Pedro Sandoval-Segura, Jonas Geiping, Tom Goldstein
Department of Computer Science
University of Maryland, College Park
{psando, jgeiping, tomg}@cs.umd.edu

Abstract

Recently developed text-to-image diffusion models make it easy to edit or create high-quality images. Their ease of use has raised concerns about the potential for malicious editing or deepfake creation. Imperceptible perturbations have been proposed as a means of protecting images from malicious editing by preventing diffusion models from generating realistic images. However, we find that the aforementioned perturbations are not robust to JPEG compression, which poses a major weakness because of the common usage and availability of JPEG. We discuss the importance of robustness for additive imperceptible perturbations and encourage alternative approaches to protect images against editing.

1 Introduction

Given a user-defined text description of an image, diffusion models (Ho et al., 2020; Rombach et al., 2022) excel at generating high-quality image samples. Diffusion models can also be used to edit specific parts of an existing image, guided by a text-prompt (Rombach et al., 2022). Previously, photo editing software and expertise was required to make serious scene adjustments or object additions, but now it can be done with a simple natural language phrase. The barrier to creating new images is relatively low, opening the door to malicious actors who could edit images or create deepfakes with a single click. To prevent the malicious editing of images, recent work has proposed using imperceptible perturbations to protect images from being modified (Salman et al., 2023; Shan et al., 2023). As with other methods which modify images to prevent a deep learning model from accomplishing a task, releasing protected images online exposes the owner to a static defense vs. adaptive attack scenario (Radiya-Dixit & Tramer, 2021). In this setting, the protected images are required to withstand adaptive attacks from current methods and all future methods, a nearly impossible requirement. By successfully editing protected images, we demonstrate that JPEG compression remains a necessary baseline for protection methods that use imperceptible noise. The widespread use of JPEG transformations (w3t, ), which may occur inadvertently (e.g., if JPEG is the default file format for capturing screenshots), suggests that optimized perturbations for image protection are exceedingly fragile. The robustness of perturbations is especially important in situations where image misuse by adversaries if of concern. All experiments are conducted using the open-source notebooks from the photoguard repository (Salman et al., 2023), which employs the Stable Diffusion Model (SDM) v1.5 (Rombach et al., 2022).
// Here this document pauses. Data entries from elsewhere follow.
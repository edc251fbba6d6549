//! Tolerant parsing of the date and time-of-day cells found in the inputs.
//!
//! Every function returns `None` instead of an error: a value that cannot be
//! read is treated as missing and handled by the cleaning rules.

use chrono::{NaiveDate, NaiveDateTime, NaiveTime};

const TIME_FORMATS: [&str; 2] = ["%H:%M:%S", "%H:%M"];
const DATETIME_FORMATS: [&str; 2] = ["%Y-%m-%d %H:%M:%S", "%Y-%m-%dT%H:%M:%S"];

/// Parses a time of day written as `HH:MM:SS` or `HH:MM`.
///
/// # Examples
///
/// ```
/// use salary_per_hour::calculation::parse_time_of_day;
/// use chrono::NaiveTime;
///
/// assert_eq!(parse_time_of_day("09:30"), NaiveTime::from_hms_opt(9, 30, 0));
/// assert_eq!(parse_time_of_day("25:00:00"), None);
/// assert_eq!(parse_time_of_day(""), None);
/// ```
pub fn parse_time_of_day(value: &str) -> Option<NaiveTime> {
    let value = value.trim();
    if value.is_empty() {
        return None;
    }
    TIME_FORMATS
        .iter()
        .find_map(|format| NaiveTime::parse_from_str(value, format).ok())
}

/// Parses a calendar date written as `YYYY-MM-DD`, ignoring a trailing time part.
///
/// # Examples
///
/// ```
/// use salary_per_hour::calculation::parse_calendar_date;
/// use chrono::NaiveDate;
///
/// assert_eq!(parse_calendar_date("2024-01-10"), NaiveDate::from_ymd_opt(2024, 1, 10));
/// assert_eq!(
///     parse_calendar_date("2024-01-10 00:00:00"),
///     NaiveDate::from_ymd_opt(2024, 1, 10)
/// );
/// assert_eq!(parse_calendar_date("not a date"), None);
/// ```
pub fn parse_calendar_date(value: &str) -> Option<NaiveDate> {
    let value = value.trim();
    if value.is_empty() {
        return None;
    }
    NaiveDate::parse_from_str(value, "%Y-%m-%d").ok().or_else(|| {
        DATETIME_FORMATS
            .iter()
            .find_map(|format| NaiveDateTime::parse_from_str(value, format).ok())
            .map(|datetime| datetime.date())
    })
}
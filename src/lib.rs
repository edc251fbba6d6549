//! Monthly salary-per-hour per branch.
//!
//! This crate cleans an employee roster and a timesheet extract, reconciles
//! them into a salary-per-hour metric per branch and month, and keeps a
//! PostgreSQL destination table in sync with the result.

#![warn(missing_docs)]

pub mod calculation;
pub mod config;
pub mod error;
pub mod input;
pub mod models;
pub mod pipeline;
pub mod storage;
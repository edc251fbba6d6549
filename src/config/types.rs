//! Configuration types for the salary-per-hour pipeline.
//!
//! This module contains the strongly-typed configuration structures that
//! are deserialized from the YAML configuration file.

use std::fmt;
use std::path::PathBuf;
use std::str::FromStr;

use serde::{Deserialize, Serialize};

/// How the destination table is brought in line with a run's metrics.
#[derive(Debug, Clone, Copy, PartialEq, Eq, Default, Serialize, Deserialize)]
#[serde(rename_all = "snake_case")]
pub enum UpsertStrategy {
    /// Update rows whose key exists, insert the rest; keys from earlier runs
    /// that are absent now are left untouched.
    #[default]
    Merge,
    /// Discard every existing row and write the current set in one transaction.
    Replace,
}

impl fmt::Display for UpsertStrategy {
    fn fmt(&self, f: &mut fmt::Formatter<'_>) -> fmt::Result {
        match self {
            UpsertStrategy::Merge => write!(f, "merge"),
            UpsertStrategy::Replace => write!(f, "replace"),
        }
    }
}

impl FromStr for UpsertStrategy {
    type Err = String;

    fn from_str(s: &str) -> Result<Self, Self::Err> {
        match s.to_lowercase().as_str() {
            "merge" => Ok(UpsertStrategy::Merge),
            "replace" => Ok(UpsertStrategy::Replace),
            other => Err(format!(
                "unknown upsert strategy '{}', expected 'merge' or 'replace'",
                other
            )),
        }
    }
}

/// What to do when reconciliation yields no metrics.
#[derive(Debug, Clone, Copy, PartialEq, Eq, Default, Serialize, Deserialize)]
#[serde(rename_all = "snake_case")]
pub enum EmptyResultPolicy {
    /// Leave the destination untouched and report a warning.
    #[default]
    Skip,
    /// Load anyway; under replace this empties the table.
    Write,
}

/// PostgreSQL connection parameters.
#[derive(Debug, Clone, PartialEq, Eq, Serialize, Deserialize)]
pub struct DatabaseConfig {
    /// Database host.
    pub host: String,
    /// Database port.
    #[serde(default = "default_port")]
    pub port: u16,
    /// Login role.
    pub user: String,
    /// Password; may instead come from the environment.
    #[serde(default)]
    pub password: Option<String>,
    /// Database name.
    pub database: String,
}

fn default_port() -> u16 {
    5432
}

/// Location of the destination table and how to write it.
#[derive(Debug, Clone, PartialEq, Eq, Serialize, Deserialize)]
pub struct DestinationConfig {
    /// Schema holding the table.
    pub schema: String,
    /// Table name.
    pub table: String,
    /// Upsert strategy.
    #[serde(default)]
    pub strategy: UpsertStrategy,
}

impl DestinationConfig {
    /// Returns `schema.table`.
    pub fn qualified_table(&self) -> String {
        format!("{}.{}", self.schema, self.table)
    }
}

/// Paths of the two CSV inputs.
#[derive(Debug, Clone, PartialEq, Eq, Serialize, Deserialize)]
pub struct InputConfig {
    /// Timesheet events.
    pub timesheets: PathBuf,
    /// Employee roster.
    pub employees: PathBuf,
}

/// The complete pipeline configuration file.
#[derive(Debug, Clone, PartialEq, Eq, Serialize, Deserialize)]
pub struct PipelineConfig {
    /// Connection parameters.
    pub database: DatabaseConfig,
    /// Destination table.
    pub destination: DestinationConfig,
    /// Input files.
    pub inputs: InputConfig,
    /// Behaviour when there is nothing to load.
    #[serde(default)]
    pub on_empty_result: EmptyResultPolicy,
}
1.1 photoguard: Protecting Against Malicious AI-Powered Image Editing

Salman et al. (2023) propose methods for protecting images against manipulation by Stable Diffusion (Rombach et al., 2022). Their software, photoguard, protects images against manipulation by adding an imperceptible adversarial perturbation designed to force a target diffusion model to generate unrealistic images. The authors propose two different protection techniques: an encoder attack and a diffusion attack.

Encoder attack. The goal is to find an imperceptible perturbation $\delta_{\rm encoder}$ that, when added to the original image, results in a protected image that the SDM considers similar to a gray target image:

\delta_{\rm encoder}=\operatorname*{arg\,min}_{\|\delta\|_{\infty}\leq\epsilon}\|E(x+\delta)-z_{\rm target}\|_{2}^{2}

(1)

where $x$ is the image to be protected, $z_{\rm target}$ is some target latent representation, and $E$ is the image encoder. For a $512\times 512\times 3$ dimensional image, $\epsilon=0.1$ and 40 steps of PGD with step-size $\frac{0.1}{40}\times 6$ is used to solve the optimization.

Diffusion attack. The goal is to find an imperceptible perturbation $\delta_{\rm diffusion}$ that, when added to the original image, results in a protected image that targets the diffusion process itself.

\delta_{\rm diffusion}=\operatorname*{arg\,min}_{\|\delta\|_{\infty}\leq\epsilon}\|f(x+\delta)-x_{\rm target}\|_{2}^{2}

(2)

where $f$ is the SDM, $x$ is the image to be protected, $x_{\rm target}$ is the target image to be generated. Eq. 2 is solved approximately using PGD, backpropagating through only $4$ diffusion steps due to GPU memory requirements (Salman et al., 2023).

Refer to caption — Figure 1: JPEG compression allows an adversary to modify a protected image found online. First row: Given a text prompt, an adversary can make desired edits to an input image using a diffusion model. Second row: photoguard (Encoder attack) (Salman et al., 2023) protects the original image before an adversary can access it by adding an imperceptible perturbation. When the adversary edits the photoguard image, they are unable to maintain the original subject. Third row: By JPEG compressing the photoguard image, an adversary can edit the photoguard image while maintaining the original subject and adding key visual features of the text prompt.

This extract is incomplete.